Jurassic World : Rebirth : une franchise en quête de profit, au détriment de l’originalité
La dernière production de la saga Jurassic Park, intitulée Jurassic World : Rebirth, a suscité des réactions mitigées depuis sa sortie. Malgré quelques éléments visuels appréciables et le travail du réalisateur Gareth Edwards, le film est principalement critiqué pour son manque d’originalité et son utilisation excessive du placement de produits.

Le placement des produits dans Jurassic World : Rebirth est flagrant
De nombreux spectateurs ont noté que le film présente un des exemples les plus évidents de placement de produits ces dernières années, comparé à celui observé dans Power Rangers (2017). L’une des scènes les plus controversées implique un emballage de barres chocolatées Snickers qui cause une destruction inexplicable au sein d’une installation de recherche avancée. Ce type d’intrusion commerciale est perçu comme une faille majeure dans la narration moderne.
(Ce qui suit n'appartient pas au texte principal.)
use std::io::{self, Read, Seek};

/// Tar headers are one 512-byte block; the `ustar` magic sits at offset 257.
const TAR_BLOCK: usize = 512;
const USTAR_MAGIC: std::ops::Range<usize> = 257..262;

/// Container formats an uploaded archive can be walked as.
#[derive(Clone, Copy, Debug, PartialEq, Eq)]
pub enum ArchiveFormat {
    Zip,
    Tar,
    TarGz,
}

impl ArchiveFormat {
    pub fn as_str(self) -> &'static str {
        match self {
            Self::Zip => "zip",
            Self::Tar => "tar",
            Self::TarGz => "tar.gz",
        }
    }
}

/// Identify a format from the leading bytes of an upload.
///
/// Only magic bytes are consulted, never the uploaded file name.
pub fn detect_format(data: &[u8]) -> Option<ArchiveFormat> {
    match data {
        [0x50, 0x4B, 0x03, 0x04, ..] | [0x50, 0x4B, 0x05, 0x06, ..] => Some(ArchiveFormat::Zip),
        [0x1F, 0x8B, ..] => Some(ArchiveFormat::TarGz),
        _ if is_tar_header(data) => Some(ArchiveFormat::Tar),
        _ => None,
    }
}

fn is_tar_header(data: &[u8]) -> bool {
    // Matches both "ustar\0" (POSIX) and "ustar " (GNU).
    data.len() >= TAR_BLOCK && data[USTAR_MAGIC] == *b"ustar"
}

/// Sniff the format and rewind, leaving `reader` ready for the archive library.
///
/// Short inputs are fine; they simply match nothing that needs more bytes.
pub fn detect_from_reader<R: Read + Seek>(reader: &mut R) -> io::Result<Option<ArchiveFormat>> {
    let mut header = Vec::with_capacity(TAR_BLOCK);
    reader.by_ref().take(TAR_BLOCK as u64).read_to_end(&mut header)?;
    reader.rewind()?;
    Ok(detect_format(&header))
}

#[cfg(test)]
mod tests {
    use super::*;

    #[test]
    fn detect_zip_format() {
        let zip_header = [0x50, 0x4B, 0x03, 0x04, 0x14, 0x00, 0x00, 0x00];
        assert_eq!(detect_format(&zip_header), Some(ArchiveFormat::Zip));
    }

    #[test]
    fn detect_empty_zip() {
        let end_of_central_directory = [0x50, 0x4B, 0x05, 0x06, 0x00, 0x00];
        assert_eq!(detect_format(&end_of_central_directory), Some(ArchiveFormat::Zip));
    }

    #[test]
    fn detect_gzip_as_tar_gz() {
        assert_eq!(detect_format(&[0x1F, 0x8B, 0x08, 0x00]), Some(ArchiveFormat::TarGz));
    }

    #[test]
    fn detect_posix_and_gnu_tar() {
        let mut header = [0u8; TAR_BLOCK];
        header[257..263].copy_from_slice(b"ustar\0");
        assert_eq!(detect_format(&header), Some(ArchiveFormat::Tar));

        header[257..263].copy_from_slice(b"ustar ");
        assert_eq!(detect_format(&header), Some(ArchiveFormat::Tar));
    }

    #[test]
    fn detect_unknown_or_truncated() {
        assert_eq!(detect_format(&[0xDE, 0xAD, 0xBE, 0xEF]), None);
        assert_eq!(detect_format(&[0u8; 256]), None);
        assert_eq!(detect_format(&[]), None);
    }

    #[test]
    fn reader_is_rewound() {
        let mut data = vec![0x50, 0x4B, 0x03, 0x04];
        data.extend_from_slice(&[0u8; 1000]);
        let mut cursor = io::Cursor::new(data);

        assert_eq!(detect_from_reader(&mut cursor).unwrap(), Some(ArchiveFormat::Zip));
        assert_eq!(cursor.position(), 0);
    }

    #[test]
    fn short_reader_is_not_an_error() {
        let mut cursor = io::Cursor::new(vec![0x1F, 0x8B]);
        assert_eq!(detect_from_reader(&mut cursor).unwrap(), Some(ArchiveFormat::TarGz));
    }

    #[test]
    fn format_names() {
        assert_eq!(ArchiveFormat::TarGz.as_str(), "tar.gz");
        assert_eq!(ArchiveFormat::Zip.as_str(), "zip");
    }
}
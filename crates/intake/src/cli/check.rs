use std::fs::File;
use std::io::{self, BufReader, Read, Seek};
use std::path::{Path, PathBuf};
use std::process::ExitCode;

use anyhow::{Context, bail};
use clap::Args;
use flate2::read::GzDecoder;
use intake_archive::{
    ArchiveEntryValidator, ArchiveFormat, EntryMetadataSource, ExtractionSession, SecurityError,
    detect_from_reader,
};
use tracing::debug;

use super::ConfigArg;

#[derive(Clone, Debug, Args)]
pub struct CheckArg {
    /// Archive to validate (zip, tar or tar.gz)
    pub archive: PathBuf,
    /// Also resolve every entry under this directory
    #[arg(long, value_name = "DIR")]
    pub target: Option<PathBuf>,
    #[command(flatten)]
    pub config: ConfigArg,
}

#[derive(Clone, Copy, Debug, PartialEq, Eq)]
pub struct Summary {
    pub format: ArchiveFormat,
    pub entries: usize,
    pub bytes: u64,
}

/// Exit code 1 means the archive was rejected; I/O and parse failures
/// propagate as errors.
pub fn run(arg: &CheckArg) -> anyhow::Result<ExitCode> {
    let validator = ArchiveEntryValidator::new(arg.config.load()?);

    match scan(&validator, &arg.archive, arg.target.as_deref()) {
        Ok(summary) => {
            println!(
                "ok: {} archive, {} entries, {} bytes",
                summary.format.as_str(),
                summary.entries,
                summary.bytes
            );
            Ok(ExitCode::SUCCESS)
        }
        Err(err) => match err.downcast_ref::<SecurityError>() {
            Some(rejection) => {
                println!("rejected [{}]: {rejection}", rejection.kind());
                Ok(ExitCode::FAILURE)
            }
            None => Err(err),
        },
    }
}

/// Walk every entry through the validator, streaming content into a sink.
pub fn scan(
    validator: &ArchiveEntryValidator,
    path: &Path,
    target: Option<&Path>,
) -> anyhow::Result<Summary> {
    let file = File::open(path).with_context(|| format!("opening {}", path.display()))?;
    let mut reader = BufReader::new(file);

    let Some(format) = detect_from_reader(&mut reader)? else {
        bail!("{} is not a zip, tar or tar.gz archive", path.display());
    };
    debug!(path = %path.display(), format = format.as_str(), "scanning archive");

    let session = match format {
        ArchiveFormat::Zip => scan_zip(validator, reader, target)?,
        ArchiveFormat::Tar => scan_tar(validator, reader, target)?,
        ArchiveFormat::TarGz => scan_tar(validator, GzDecoder::new(reader), target)?,
    };

    Ok(Summary {
        format,
        entries: session.entry_count(),
        bytes: session.cumulative_decompressed_bytes(),
    })
}

fn scan_zip<R: Read + Seek>(
    validator: &ArchiveEntryValidator,
    reader: R,
    target: Option<&Path>,
) -> anyhow::Result<ExtractionSession> {
    let mut archive = zip::ZipArchive::new(reader).context("reading zip central directory")?;
    let mut session = validator.begin(archive.len())?;

    for index in 0..archive.len() {
        let file = archive
            .by_index(index)
            .with_context(|| format!("reading zip entry #{index}"))?;
        check_entry(validator, file, target, &mut session)?;
    }
    Ok(session)
}

fn scan_tar<R: Read>(
    validator: &ArchiveEntryValidator,
    reader: R,
    target: Option<&Path>,
) -> anyhow::Result<ExtractionSession> {
    let mut archive = tar::Archive::new(reader);
    // Tar has no central listing; the count is enforced per admitted entry.
    let mut session = ExtractionSession::new();

    for entry in archive.entries().context("reading tar stream")? {
        let entry = entry.context("reading tar entry header")?;
        check_entry(validator, entry, target, &mut session)?;
    }
    Ok(session)
}

fn check_entry<E: Read + EntryMetadataSource>(
    validator: &ArchiveEntryValidator,
    entry: E,
    target: Option<&Path>,
    session: &mut ExtractionSession,
) -> anyhow::Result<()> {
    let meta = entry.entry_metadata().map_err(entry_error)?;
    validator.admit_entry(&meta, session)?;

    if let Some(target) = target {
        let destination = validator.validate_path_traversal(Path::new(&meta.name), target)?;
        debug!(destination = %destination.display(), "entry resolved");
    }

    let mut guarded = validator.guard_reader(entry, &meta.name, session);
    io::copy(&mut guarded, &mut io::sink()).map_err(entry_error)?;
    Ok(())
}

/// Keep security failures downcastable; everything else is plain I/O.
fn entry_error(err: io::Error) -> anyhow::Error {
    match SecurityError::from_io(&err) {
        Some(rejection) => rejection.clone().into(),
        None => anyhow::Error::new(err).context("reading archive entry"),
    }
}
Un autre exemple se trouve dans une scène tendue à une station-service, qui devrait évoquer l’angoisse du premier volet mais semble encombrée par divers éléments promotionnels, dont un panneau avec Dr Pepper clairement mis en avant. Cette approche risque d’éroder l’appréciation des fans pour cette franchise adorée.
Jurassic World : Rebirth ne fait rien de nouveau avec la franchise
Les efforts pour injecter une légèreté quelconque sont vains, car le film ressemble davantage à une excuse pour continuer la saga qu’à véritablement offrir quelque chose de neuf. Au lieu d’innover, il recycle donc des séquences iconiques issues des meilleurs films précédents tout en s’appuyant sur les thèmes classiques liés à l’humanité et à la survie.
Malgré ses acteurs prometteurs comme Scarlett Johansson et Johnathan Bailey, leurs personnages manquent globalement d’approfondissement narratif. La dynamique autour du personnage joué par Johansson ressemble fort à celle déjà explorée dans son interprétation emblématique de Black Widow. Quant au personnage incarné par Mahershala Ali, bien qu’il ait un certain développement familial, il reste sans véritable arc narratif engageant.
Sur le plan créatif, même si la conception du dinosaure D-REX se distingue positivement par rapport aux autres films précédents, s’appuyer sur les dinosaures mutés ne représente pas vraiment une innovation. Si ces mutations avaient leur place avec justification dans les intrigues antérieures, cette nouvelle itération ternit cet aspect devenu familier.
Bien que Jurassic World : Rebirth affronte moins de critiques sévères que ses prédécesseurs immédiats sur certains aspects techniques ou visuels, elle laisse planer un sentiment évident que Universal cherche désespérément à capitaliser financièrement sans offrir suffisamment d’idées novatrices ou sérieuses derrière ce choix stratégique.
Actuellement projeté dans les salles obscures françaises, ce chapitre laisse perplexe quant à l’avenir créatif envisagé pour la franchise alors qu’il paraît davantage orienté vers les bénéfices que vers l’enrichissement narratif.